Dahab is known for iconic dive sites such as the Blue Hole, the Canyon, and the Lighthouse Reef. The Blue Hole, in particular, is a bucket-list dive, with a deep underwater arch and rich marine life. Divers with a technical diving certification will enjoy the challenges the dive sites around Dahab have to offer, the town being a well-known hub for technical diving. 

One particular experience unique to Dahab is ‘camel diving’ in Ras Abu Galum. Divers flock here for baby triggerfish and schools of needlefish, and the experience is (so far) untouched by mass tourism. Heading north of Dahab on a camel, you’ll ride, dive, and repeat, eventually setting up camp under the stars with your Bedouin guides. 

Most of the dive sites in and around Dahab are just a short drive away. If you are travelling to Egypt with a group and you don’t all dive, you may find Dahab a better compromise as you have the option of doing just one dive per day, and spending the rest of the day with the group.

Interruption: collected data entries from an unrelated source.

use std::fmt;
use std::str::FromStr;
use std::time::SystemTime;

use chrono::{DateTime, Datelike, Local, NaiveDateTime, Timelike};
use serde::{Deserialize, Serialize};

use crate::error::SyncError;

/// Administrative grouping a soakDB file belongs to, e.g. `lb18145`.
#[derive(Debug, Clone, PartialEq, Eq, Hash, PartialOrd, Ord, Serialize, Deserialize)]
pub struct ProposalId(String);

impl ProposalId {
    pub fn as_str(&self) -> &str {
        &self.0
    }

    /// Takes path segment `segment` (counting the empty segment before a
    /// leading `/`) and keeps the part before the first `separator`.
    pub fn from_path(path: &str, segment: usize, separator: char) -> Result<Self, SyncError> {
        let part = path
            .split('/')
            .nth(segment)
            .ok_or_else(|| SyncError::InvalidProposal(path.to_string()))?;
        let proposal = part.split(separator).next().unwrap_or_default();
        proposal
            .parse()
            .map_err(|_| SyncError::InvalidProposal(path.to_string()))
    }
}

impl fmt::Display for ProposalId {
    fn fmt(&self, f: &mut fmt::Formatter<'_>) -> fmt::Result {
        write!(f, "{}", self.0)
    }
}

impl FromStr for ProposalId {
    type Err = SyncError;

    fn from_str(value: &str) -> Result<Self, Self::Err> {
        let trimmed = value.trim();
        let is_valid = !trimmed.is_empty()
            && !trimmed
                .chars()
                .any(|ch| ch.is_whitespace() || ch == '/' || ch == ':');
        if !is_valid {
            return Err(SyncError::InvalidProposal(value.to_string()));
        }
        Ok(Self(trimmed.to_string()))
    }
}

/// File modification time as the integer `YYYYMMDDhhmmss` in local time.
#[derive(Debug, Clone, Copy, PartialEq, Eq, PartialOrd, Ord, Hash, Serialize, Deserialize)]
pub struct ModificationDate(i64);

impl ModificationDate {
    pub fn new(value: i64) -> Self {
        Self(value)
    }

    pub fn from_system_time(time: SystemTime) -> Self {
        let local: DateTime<Local> = time.into();
        Self::from_naive(local.naive_local())
    }

    pub fn from_naive(value: NaiveDateTime) -> Self {
        let date = i64::from(value.year()) * 10_000 + i64::from(value.month()) * 100
            + i64::from(value.day());
        let time = i64::from(value.hour()) * 10_000
            + i64::from(value.minute()) * 100
            + i64::from(value.second());
        Self(date * 1_000_000 + time)
    }

    pub fn value(&self) -> i64 {
        self.0
    }
}

impl fmt::Display for ModificationDate {
    fn fmt(&self, f: &mut fmt::Formatter<'_>) -> fmt::Result {
        write!(f, "{}", self.0)
    }
}

#[derive(Debug, Clone, PartialEq, Eq, Serialize, Deserialize)]
pub struct SoakdbFileEntry {
    pub filename: String,
    pub modification_date: ModificationDate,
    pub proposal: ProposalId,
}

#[derive(Debug, Clone, PartialEq, Eq, Serialize, Deserialize)]
pub struct ProposalMembership {
    pub proposal: ProposalId,
    /// Comma-joined member identifiers, stored verbatim.
    pub fedids: String,
}

impl ProposalMembership {
    pub fn new(proposal: ProposalId, members: &[String]) -> Self {
        Self {
            proposal,
            fedids: members.join(","),
        }
    }
}
mod common;

use assert_matches::assert_matches;
use camino::Utf8PathBuf;
use chrono::NaiveDate;

use soakdb_sync::error::SyncError;
use soakdb_sync::store::ArtifactStore;

use common::utf8_tempdir;

#[test]
fn path_list_round_trips_and_overwrites() {
    let (_temp, root) = utf8_tempdir();
    let store = ArtifactStore::new(root.clone());
    let date = NaiveDate::from_ymd_opt(2018, 1, 9).unwrap();
    let path = store.soakdb_list_path(date);

    let first = vec![Utf8PathBuf::from("/a/soakDBDataFile.sqlite")];
    ArtifactStore::write_path_list(&path, &first).unwrap();
    let second = vec![
        Utf8PathBuf::from("/b/soakDBDataFile.sqlite"),
        Utf8PathBuf::from("/c/soakDBDataFile.sqlite"),
    ];
    ArtifactStore::write_path_list(&path, &second).unwrap();

    assert_eq!(ArtifactStore::read_path_list(&path).unwrap(), second);
    assert!(!path.with_extension("tmp").as_std_path().exists());
}

#[test]
fn blank_lines_are_skipped() {
    let (_temp, root) = utf8_tempdir();
    let path = root.join("list.txt");
    std::fs::write(path.as_std_path(), "\n/a/x.sqlite\n  \n /b/y.sqlite \n").unwrap();
    assert_eq!(
        ArtifactStore::read_path_list(&path).unwrap(),
        vec![Utf8PathBuf::from("/a/x.sqlite"), Utf8PathBuf::from("/b/y.sqlite")]
    );
}

#[test]
fn missing_list_is_an_artifact_error() {
    let (_temp, root) = utf8_tempdir();
    let err = ArtifactStore::read_path_list(&root.join("absent.txt")).unwrap_err();
    assert_matches!(err, SyncError::Artifact(_));
}

#[test]
fn marker_is_written_under_transfer_logs() {
    let (_temp, root) = utf8_tempdir();
    let store = ArtifactStore::new(root.clone());
    let date = NaiveDate::from_ymd_opt(2018, 1, 9).unwrap();
    let path = store.fedids_marker_path(date);
    ArtifactStore::write_marker(&path, "TransferFedIDs DONE\n").unwrap();
    assert!(store.exists(&path));
    assert!(path.starts_with(root.join("transfer_logs")));
}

The drawback? Dahab doesn’t have any underwater national parks or protected areas. That said, it is only an hour by car to Sharm el Sheikh. If you want to dive at the Ras Mohammed National Park, or the Thistlegorm Shipwreck, it’s a long day, but easily arranged. 


Dahab is also an excellent choice to do your PADI or SSI Open Water certification. Like Sharm el Sheikh, there are more dive centres here than you could shake a stick at. And the international vibe of Dahab means that you can also learn to dive in multiple languages, including English, German, French and Russian. 

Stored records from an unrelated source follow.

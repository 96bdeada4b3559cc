use std::io::{self, Write};

use serde::Serialize;

use crate::app::{FindResult, ProgressEvent, ProgressSink, RegisterResult, RunResult, TransferResult};

#[derive(Debug, Clone, Copy)]
pub enum OutputMode {
    Human,
    Json,
}

pub struct JsonOutput;

impl JsonOutput {
    pub fn print_find(result: &FindResult) -> io::Result<()> {
        Self::print_json(result)
    }

    pub fn print_register(result: &RegisterResult) -> io::Result<()> {
        Self::print_json(result)
    }

    pub fn print_transfer(result: &TransferResult) -> io::Result<()> {
        Self::print_json(result)
    }

    pub fn print_run(result: &RunResult) -> io::Result<()> {
        Self::print_json(result)
    }

    fn print_json<T: Serialize>(value: &T) -> io::Result<()> {
        let json = serde_json::to_string_pretty(value).map_err(io::Error::other)?;
        let mut stdout = io::stdout();
        stdout.write_all(json.as_bytes())?;
        stdout.write_all(b"\n")?;
        Ok(())
    }
}

impl ProgressSink for JsonOutput {
    fn event(&self, _event: ProgressEvent) {}
}

/// Forwards progress to the tracing subscriber.
pub struct LogSink;

impl ProgressSink for LogSink {
    fn event(&self, event: ProgressEvent) {
        match event.elapsed {
            Some(elapsed) => tracing::info!(elapsed_ms = elapsed.as_millis() as u64, "{}", event.message),
            None => tracing::info!("{}", event.message),
        }
    }
}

Unlike Sharm el Sheikh, many of Dahab’s dive sites are accessible from the shore, making it convenient for multiple dives per day without long boat trips. You just pull on your gear and walk right in. I get seasick, so shore diving is perfect for me. But walking with your equipment on can be exhausting after a few dives, and requires a base level of fitness. 

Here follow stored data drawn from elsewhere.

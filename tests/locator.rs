mod common;

use std::fs;

use soakdb_sync::config::{Config, ConfigLoader, default_exclusions};
use soakdb_sync::locator::FileLocator;

use common::{TARGET, utf8_tempdir};

fn touch(path: &camino::Utf8Path) {
    fs::create_dir_all(path.parent().unwrap().as_std_path()).unwrap();
    fs::write(path.as_std_path(), b"").unwrap();
}

fn locator(root: &camino::Utf8Path) -> FileLocator {
    let config = Config {
        data_root: Some(root.to_string()),
        ..Config::default()
    };
    FileLocator::from_config(&ConfigLoader::resolve_config(config).unwrap())
}

#[test]
fn results_end_with_target_and_avoid_exclusions() {
    let (_temp, root) = utf8_tempdir();
    let candidates = [
        "2017/lb18145-17/processing/database",
        "2017/lb18145-17/processing/lab36/database",
        "2017/lb18145-17/processing/initial_model/x",
        "2017/lb18145-17/processing/beamline/x",
        "2017/lb18145-17/processing/analysis/x",
        "2017/lb18145-17/processing/Backup/x",
        "2017/lb18145-17/processing/old/x",
        "2017/lb18145-17/processing/TeXRank/x",
        "2018/lb20001-1/processing/database",
        "2018/lb20001-1",
        "2018/sw20001-1/processing/database",
    ];
    for dir in candidates {
        touch(&root.join(dir).join(TARGET));
    }
    touch(&root.join("2017/lb18145-17/processing/database/notes.txt"));

    let found = locator(&root).locate().unwrap();
    let exclusions = default_exclusions();
    assert_eq!(found.len(), 3);
    for path in &found {
        assert_eq!(path.file_name(), Some(TARGET));
        let relative = format!("/{}", path.strip_prefix(&root.canonicalize_utf8().unwrap()).unwrap());
        assert!(
            exclusions.iter().all(|needle| !relative.contains(needle.as_str())),
            "{relative}"
        );
    }
    let mut sorted = found.clone();
    sorted.sort();
    assert_eq!(found, sorted);
}

#[test]
fn excluded_word_in_data_root_itself_is_ignored() {
    let (_temp, workspace) = utf8_tempdir();
    let root = workspace.join("old_archive");
    touch(&root.join("2017/lb1-1/processing").join(TARGET));

    let found = locator(&root).locate().unwrap();
    assert_eq!(found.len(), 1);
}

#[test]
fn files_above_the_pattern_depth_are_ignored() {
    let (_temp, root) = utf8_tempdir();
    touch(&root.join(TARGET));
    touch(&root.join("2017").join(TARGET));

    assert!(locator(&root).locate().unwrap().is_empty());
}

#[test]
fn exclusion_matches_relative_substrings() {
    let (_temp, root) = utf8_tempdir();
    let locator = locator(&root);
    assert!(locator.is_excluded("/2017/lb1/processing/backup/"));
    assert!(locator.is_excluded("/2017/lb1/processing/golden/"));
    assert!(!locator.is_excluded("/2017/lb1/processing/database/"));
}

Between dives, there’s usually a Bedouin café or restaurant to chill out. The Bedouin culture in Egypt is unique to Sinai, so this is a great opportunity to soak it all up. 


You’ll find Dahab cheaper than Sham el Sheikh. This is partly because the town caters less to luxury resort travel, but also because most of the dives are from the shore. This reduces the need for divers to pay towards a boat and crew.  

We did 6 dives in Dahab and 3 dives in Sharm el Sheikh, all organised through SlyDive Dahab. The dives in Dahab cost ~30 EUR per dive including all equipment hire and were all shore dives. The dives in Sharm el Sheikh cost 70 EUR each, and included boat, equipment, and National Park fees. 


Someone call Pixar, and tell them not only have we found Nemo, we’ve found Dory too!

Jokes aside, the wildlife in Dahab is similar to Sharm el Sheikh. There are corals and seagrass, along with the usual small to medium fish you usually find in these habitats. We saw unicornfish, clownfish (they’re so sassy!), boxfish and cleaner fish. Jokingly referred to as ‘Egyptian dental care’, the cleaner fish will dart inside your mouth if you stay still and remove your regulator, which is a fun experience. 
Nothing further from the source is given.